作者贡献分布: 本课题设计和论文书写由王岳平与阮强设计完成; 实验操作由王岳平、吉耀华及孙峥嵘完成; 何蓉与齐莹参与实验设计; 软件分析由吉耀华与马艳萍完成.
通讯作者: 阮强, 110004, 辽宁省沈阳市, 中国医科大学附属盛京医院病毒研究室. ruanq@sj-hospital.org
电话: 024-83955345
收稿日期: 2009-01-13
修回日期: 2009-03-06
接受日期: 2009-03-09
在线出版日期: 2009-04-28

目的: 初步确定能够与黄疸患儿感染的人巨细胞病毒UL149基因编码产物具有较强结合能力的多肽, 并分析这些多肽氨基酸序列的特点.

方法: 应用多肽文库展示技术筛选与来源黄疸患儿的人巨细胞病毒临床低传代分离株UL/b'区基因中的UL149基因编码产物结合的多肽克隆, 对相应的多肽氨基酸序列进行同源性比较, 并与蛋白数据库中已知的蛋白序列进行比较. 
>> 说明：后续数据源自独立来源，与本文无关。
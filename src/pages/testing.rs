//! In-memory backend that records every call, for page workflow tests.
use std::sync::Mutex;

use crate::model::message::{MessageFull, MessagePage, MessageSummary, OutgoingMessage};
use crate::model::script::FilterScript;
use crate::net::api::Error;
use crate::net::backend::{MailBackend, SieveBackend};

#[derive(Debug, Clone, PartialEq, Eq)]
pub enum Call {
    ListScripts,
    PutScript { name: String, content: String },
    ActivateScript(String),
    DeleteScript(String),
    ListMessages { limit: u32, offset: u32 },
    GetMessage(String),
    MarkRead(String),
    SendMessage(OutgoingMessage),
}

#[derive(Default)]
pub struct RecordingBackend {
    calls: Mutex<Vec<Call>>,
    scripts: Mutex<Vec<FilterScript>>,
    messages: Vec<MessageFull>,
    fail: Vec<&'static str>,
}

impl RecordingBackend {
    pub fn failing(ops: &[&'static str]) -> Self {
        Self {
            fail: ops.to_vec(),
            ..Default::default()
        }
    }

    pub fn with_scripts(scripts: Vec<FilterScript>) -> Self {
        Self {
            scripts: Mutex::new(scripts),
            ..Default::default()
        }
    }

    pub fn with_messages(messages: Vec<MessageFull>) -> Self {
        Self {
            messages,
            ..Default::default()
        }
    }

    pub fn calls(&self) -> Vec<Call> {
        self.calls.lock().unwrap().clone()
    }

    fn record(&self, op: &'static str, call: Call) -> Result<(), Error> {
        self.calls.lock().unwrap().push(call);
        if self.fail.contains(&op) {
            return Err(Error::Status {
                status: 500,
                message: format!("{op} failed"),
            });
        }
        Ok(())
    }
}

fn not_found(what: &str) -> Error {
    Error::Status {
        status: 404,
        message: format!("{what} not found"),
    }
}

pub fn message(id: &str, read: bool) -> MessageFull {
    MessageFull {
        summary: MessageSummary {
            id: id.to_string(),
            sender: "bob@example.com".into(),
            recipient: "alice@example.com".into(),
            subject: format!("Message {id}"),
            snippet: "Hello".into(),
            read_state: read,
            received_at: "2024-05-01T10:00:00Z".into(),
            spf_result: None,
            dkim_result: None,
            dmarc_result: None,
        },
        message_id: format!("<{id}@example.com>"),
        body: format!("Body of {id}"),
        body_size: 10,
    }
}

impl SieveBackend for RecordingBackend {
    async fn list_scripts(&self) -> Result<Vec<FilterScript>, Error> {
        self.record("list_scripts", Call::ListScripts)?;
        Ok(self.scripts.lock().unwrap().clone())
    }

    async fn put_script(&self, name: &str, content: &str) -> Result<(), Error> {
        self.record(
            "put_script",
            Call::PutScript {
                name: name.to_string(),
                content: content.to_string(),
            },
        )?;
        let mut scripts = self.scripts.lock().unwrap();
        match scripts.iter_mut().find(|s| s.name == name) {
            Some(existing) => existing.content = content.to_string(),
            None => scripts.push(FilterScript {
                name: name.to_string(),
                content: content.to_string(),
                ..Default::default()
            }),
        }
        Ok(())
    }

    async fn activate_script(&self, name: &str) -> Result<(), Error> {
        self.record("activate_script", Call::ActivateScript(name.to_string()))?;
        let mut scripts = self.scripts.lock().unwrap();
        let script = scripts
            .iter_mut()
            .find(|s| s.name == name)
            .ok_or_else(|| not_found(name))?;
        script.is_active = true;
        Ok(())
    }

    async fn delete_script(&self, name: &str) -> Result<(), Error> {
        self.record("delete_script", Call::DeleteScript(name.to_string()))?;
        let mut scripts = self.scripts.lock().unwrap();
        let before = scripts.len();
        scripts.retain(|s| s.name != name);
        if scripts.len() == before {
            return Err(not_found(name));
        }
        Ok(())
    }
}

impl MailBackend for RecordingBackend {
    async fn list_messages(&self, limit: u32, offset: u32) -> Result<MessagePage, Error> {
        self.record("list_messages", Call::ListMessages { limit, offset })?;
        let messages: Vec<MessageSummary> = self
            .messages
            .iter()
            .skip(offset as usize)
            .take(limit as usize)
            .map(|m| m.summary.clone())
            .collect();
        Ok(MessagePage {
            has_more: (offset as usize + messages.len()) < self.messages.len(),
            total: self.messages.len() as u64,
            messages,
        })
    }

    async fn get_message(&self, id: &str) -> Result<MessageFull, Error> {
        self.record("get_message", Call::GetMessage(id.to_string()))?;
        self.messages
            .iter()
            .find(|m| m.summary.id == id)
            .cloned()
            .ok_or_else(|| not_found(id))
    }

    async fn mark_read(&self, id: &str) -> Result<(), Error> {
        self.record("mark_read", Call::MarkRead(id.to_string()))
    }

    async fn send_message(&self, message: &OutgoingMessage) -> Result<(), Error> {
        self.record("send_message", Call::SendMessage(message.clone()))
    }
}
结果: 与黄疸患儿感染的人巨细胞病毒UL149基因编码产物具有结合能力的多肽序列之间具有较高的同源性, 氨基酸序列中存在较为集中的区域, 即D/E-D/E-G-W/F/I/L; 与已知蛋白数据库进行比较, 发现与人免疫球蛋白重链可变区关系密切, 亦与丝氨酸/苏氨酸蛋白激酶、人巨细胞病毒的立刻早期基因UL37、gpB等存在结合关系.

结论: 在黄疸患儿感染的人巨细胞病毒UL149基因编码产物可能与人巨细胞病毒的gpB、立刻早期基因UL37等具有联合作用, 并且可能参与HCMV的免疫逃避机制.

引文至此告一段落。